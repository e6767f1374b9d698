use anyhow::{Context, Result, anyhow};
use directories::ProjectDirs;
use serde::{Deserialize, Serialize};
use std::{
    fs,
    path::{Path, PathBuf},
    time::Duration,
};

use crate::{driver::DriverId, locale::FALLBACK_LANG, model::WeatherQuery};

pub const DEFAULT_USER_AGENT: &str = "Mozilla/5.0 (Windows NT 10.0; Win64; x64) AppleWebKit/537.36 (KHTML, like Gecko) Chrome/120.0.0.0 Safari/537.36";

/// How pages are fetched and how long the pipeline waits for them.
#[derive(Debug, Clone, PartialEq, Eq, Serialize, Deserialize)]
pub struct ScraperConfig {
    /// Search engine origin (default: <https://www.google.com>).
    #[serde(default = "default_base_url")]
    pub base_url: String,

    /// Bounded wait for the weather widget, in seconds (default: 30).
    #[serde(default = "default_widget_timeout")]
    pub widget_timeout_secs: u64,

    /// Bounded wait for the location heading, in seconds (default: 5).
    #[serde(default = "default_location_timeout")]
    pub location_timeout_secs: u64,

    /// HTTP driver request timeout, in seconds (default: 30).
    #[serde(default = "default_request_timeout")]
    pub request_timeout_secs: u64,

    #[serde(default = "default_headless")]
    pub headless: bool,

    #[serde(default = "default_user_agent")]
    pub user_agent: String,

    /// Chromium binary; auto-detected when absent.
    #[serde(default)]
    pub chrome_executable: Option<PathBuf>,
}

fn default_base_url() -> String {
    "https://www.google.com".to_string()
}

const fn default_widget_timeout() -> u64 {
    30
}

const fn default_location_timeout() -> u64 {
    5
}

const fn default_request_timeout() -> u64 {
    30
}

const fn default_headless() -> bool {
    true
}

fn default_user_agent() -> String {
    DEFAULT_USER_AGENT.to_string()
}

impl Default for ScraperConfig {
    fn default() -> Self {
        Self {
            base_url: default_base_url(),
            widget_timeout_secs: default_widget_timeout(),
            location_timeout_secs: default_location_timeout(),
            request_timeout_secs: default_request_timeout(),
            headless: default_headless(),
            user_agent: default_user_agent(),
            chrome_executable: None,
        }
    }
}

impl ScraperConfig {
    pub fn widget_timeout(&self) -> Duration {
        Duration::from_secs(self.widget_timeout_secs)
    }

    pub fn location_timeout(&self) -> Duration {
        Duration::from_secs(self.location_timeout_secs)
    }

    pub fn request_timeout(&self) -> Duration {
        Duration::from_secs(self.request_timeout_secs)
    }
}

/// Top-level configuration stored on disk.
#[derive(Debug, Clone, Serialize, Deserialize, Default)]
pub struct Config {
    /// Language used when none is given, e.g. "es" or "en-GB".
    pub default_lang: Option<String>,

    /// Temperature unit override, "C" or "F". Absent means the locale default.
    pub temp_unit: Option<String>,

    /// Wind unit override, "kmh" or "mph". Absent means the locale default.
    pub wind_unit: Option<String>,

    /// Driver id, "chrome" or "http".
    pub default_driver: Option<String>,

    /// Example TOML:
    /// [scraper]
    /// widget_timeout_secs = 30
    /// headless = false
    #[serde(default)]
    pub scraper: ScraperConfig,
}

impl Config {
    /// Return the configured driver as a strongly-typed DriverId.
    pub fn default_driver_id(&self) -> Result<DriverId> {
        match self.default_driver.as_deref() {
            Some(s) => DriverId::try_from(s),
            None => Ok(DriverId::default()),
        }
    }

    pub fn set_default_driver(&mut self, id: DriverId) {
        self.default_driver = Some(id.as_str().to_string());
    }

    pub fn default_lang(&self) -> &str {
        self.default_lang.as_deref().unwrap_or(FALLBACK_LANG)
    }

    /// Build a query for `city`; explicit arguments win over stored defaults.
    pub fn query_for(
        &self,
        city: &str,
        lang: Option<String>,
        temp_unit: Option<String>,
        wind_unit: Option<String>,
    ) -> WeatherQuery {
        WeatherQuery {
            city: city.to_string(),
            lang: lang.unwrap_or_else(|| self.default_lang().to_string()),
            temp_unit: temp_unit.or_else(|| self.temp_unit.clone()),
            wind_unit: wind_unit.or_else(|| self.wind_unit.clone()),
        }
    }

    /// Load config from disk, or return an empty default if it doesn't exist yet.
    pub fn load() -> Result<Self> {
        Self::load_from(&Self::config_file_path()?)
    }

    pub fn load_from(path: &Path) -> Result<Self> {
        if !path.exists() {
            // First run: no config file, return empty.
            return Ok(Self::default());
        }

        let contents = fs::read_to_string(path)
            .with_context(|| format!("Failed to read config file: {}", path.display()))?;

        let cfg: Config = toml::from_str(&contents)
            .with_context(|| format!("Failed to parse config file: {}", path.display()))?;

        Ok(cfg)
    }

    /// Save config to disk, creating parent directories as needed.
    pub fn save(&self) -> Result<PathBuf> {
        let path = Self::config_file_path()?;
        self.save_to(&path)?;
        Ok(path)
    }

    pub fn save_to(&self, path: &Path) -> Result<()> {
        if let Some(parent) = path.parent() {
            fs::create_dir_all(parent).with_context(|| {
                format!("Failed to create config directory: {}", parent.display())
            })?;
        }

        let toml =
            toml::to_string_pretty(self).context("Failed to serialize configuration to TOML")?;

        fs::write(path, toml)
            .with_context(|| format!("Failed to write config file: {}", path.display()))?;

        Ok(())
    }

    /// Path to the config file.
    pub fn config_file_path() -> Result<PathBuf> {
        let dirs = ProjectDirs::from("dev", "gweather", "gweather")
            .ok_or_else(|| anyhow!("Could not determine platform config directory"))?;

        Ok(dirs.config_dir().join("config.toml"))
    }
}

#[cfg(test)]
mod tests {
    use super::*;

    #[test]
    fn default_driver_is_chrome_when_not_set() {
        let cfg = Config::default();
        assert_eq!(cfg.default_driver_id().unwrap(), DriverId::Chrome);
    }

    #[test]
    fn set_default_driver_overrides_default() {
        let mut cfg = Config::default();
        cfg.set_default_driver(DriverId::Http);

        let driver = cfg.default_driver_id().expect("driver must parse");
        assert_eq!(driver, DriverId::Http);
    }

    #[test]
    fn unknown_stored_driver_errors() {
        let cfg = Config {
            default_driver: Some("lynx".into()),
            ..Config::default()
        };
        assert!(cfg.default_driver_id().unwrap_err().to_string().contains("Unknown driver"));
    }

    #[test]
    fn explicit_arguments_win_over_stored_defaults() {
        let cfg = Config {
            default_lang: Some("es".into()),
            temp_unit: Some("F".into()),
            ..Config::default()
        };

        let query = cfg.query_for("Madrid", None, None, None);
        assert_eq!(query.lang, "es");
        assert_eq!(query.temp_unit.as_deref(), Some("F"));
        assert_eq!(query.wind_unit, None);

        let query = cfg.query_for(
            "Madrid",
            Some("de".into()),
            Some("C".into()),
            Some("mph".into()),
        );
        assert_eq!(query.lang, "de");
        assert_eq!(query.temp_unit.as_deref(), Some("C"));
        assert_eq!(query.wind_unit.as_deref(), Some("mph"));
    }

    #[test]
    fn missing_file_loads_defaults() {
        let dir = tempfile::tempdir().unwrap();
        let cfg = Config::load_from(&dir.path().join("absent.toml")).unwrap();
        assert_eq!(cfg.default_lang(), "en");
        assert_eq!(cfg.scraper, ScraperConfig::default());
    }

    #[test]
    fn save_and_load_roundtrip() {
        let dir = tempfile::tempdir().unwrap();
        let path = dir.path().join("nested").join("config.toml");

        let mut cfg = Config {
            default_lang: Some("fr".into()),
            wind_unit: Some("kmh".into()),
            ..Config::default()
        };
        cfg.set_default_driver(DriverId::Http);
        cfg.scraper.headless = false;
        cfg.save_to(&path).unwrap();

        let loaded = Config::load_from(&path).unwrap();
        assert_eq!(loaded.default_lang(), "fr");
        assert_eq!(loaded.wind_unit.as_deref(), Some("kmh"));
        assert_eq!(loaded.default_driver_id().unwrap(), DriverId::Http);
        assert!(!loaded.scraper.headless);
        assert_eq!(loaded.scraper.widget_timeout_secs, 30);
    }

    #[test]
    fn partial_scraper_table_fills_defaults() {
        let cfg: Config = toml::from_str("[scraper]\nwidget_timeout_secs = 10\n").unwrap();
        assert_eq!(cfg.scraper.widget_timeout(), Duration::from_secs(10));
        assert_eq!(cfg.scraper.location_timeout(), Duration::from_secs(5));
        assert_eq!(cfg.scraper.base_url, "https://www.google.com");
    }
}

> _Exercise directions_
Copy exactly the stretch of data above from the line with "Duration::from_secs(self.widget_timeout_secs)" through the line with "pub fn request_timeout(&self)", and omit all other lines.

> _Solution to the exercise_
        Duration::from_secs(self.widget_timeout_secs)
    }

    pub fn location_timeout(&self) -> Duration {
        Duration::from_secs(self.location_timeout_secs)
    }

    pub fn request_timeout(&self) -> Duration {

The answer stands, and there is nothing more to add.